Autre dysfonctionnement pointé par la cour: les faibles écarts de rémunération. Ce système désavantage les meilleurs enseignants. Ainsi, en cumul sur 40 ans de carrière, un enseignant qui progresserait toujours "au grand choix" percevrait 16,4 % de plus que celui qui progresserait uniquement "à l'ancienneté, et au bout de 10 ans de carrière, l'écart maximum de rémunération n'est que de 6%, relève ainsi la cour.

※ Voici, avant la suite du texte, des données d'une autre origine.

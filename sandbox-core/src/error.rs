pub type Result<T> = std::result::Result<T, SandboxError>;

#[derive(thiserror::Error, Debug)]
pub enum SandboxError {
    /// `spawn()` was called a second time on the same `SandboxProtocol`.
    #[error("sandbox protocol already spawned")]
    AlreadySpawned,

    /// `SandboxApi::bind` was called after the API was already bound to a
    /// running protocol.
    #[error("sandbox api already bound to a running protocol")]
    SandboxAlreadyBound,

    /// Failure to launch the child under rlimits.
    #[error("failed to launch sandboxed child: {0}")]
    Launch(#[from] rlimit_launcher::LaunchError),

    #[error("io error: {0}")]
    Io(#[from] std::io::Error),

    #[error("failed to encode command as json: {0}")]
    Json(#[from] serde_json::Error),

    #[error("http request failed: {0}")]
    Http(#[from] reqwest::Error),

    #[error("invalid configuration: {0}")]
    Config(String),
}
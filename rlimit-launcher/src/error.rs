pub type Result<T> = std::result::Result<T, LaunchError>;

#[derive(thiserror::Error, Debug)]
pub enum LaunchError {
    #[error("io error spawning rlimit trampoline: {0}")]
    Io(#[from] std::io::Error),

    #[error("failed to encode rlimits: {0}")]
    Json(#[from] serde_json::Error),

    #[error("unknown resource limit name: {0:?}")]
    UnknownLimit(String),

    #[cfg(unix)]
    #[error("setrlimit({0:?}) failed: {1}")]
    SetRlimit(RlimitNameOwned, std::io::Error),
}

#[cfg(unix)]
pub type RlimitNameOwned = String;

Quatre axes de recommandations
Forte de ces constats, les recommandations de la cour s'orientent autour de quatre axes: "redéfinir le métier enseignant en adaptant en particulier" les obligations réglementaires de service"; "mieux valoriser les ressources humaines, au niveau individuel et des équipes"; "affecter les enseignants en fonction de la réalité des postes et des projets d'établissement" et "assurer une gestion de proximité".
La Cour fait trois propositions choc: financer la réforme du métier enseignant en réduisant les volumes horaires au lycée, introduire la bivalence dans le secondaire (la possibilité pour les professeurs d'enseigner deux disciplines), et annualiser les emplois du temps. Ces trois pistes figuraient déjà dans le rapport Pochard de 2008, aussitôt enterré par le ministre d'alors, Xavier Darcos.
Dans sa démonstration, la Cour met en avant l'exemple du Canada (Ontario) dont les résultats aux tests Pisa 2009 sont meilleurs que la France. La politique canadienne se fonde notamment sur des dotations budgétaires articulées à l'évaluation des resultats scolaires, des obligations de service incluant 4 heures par semaine pour le travail en équipe, une formation continue renforcée, et un accompagnement des nouveaux enseignants. Une feuille de route claire pour Vincent Peillon, qui doit lancer à l'automne des "discussions" sur le métier enseignant.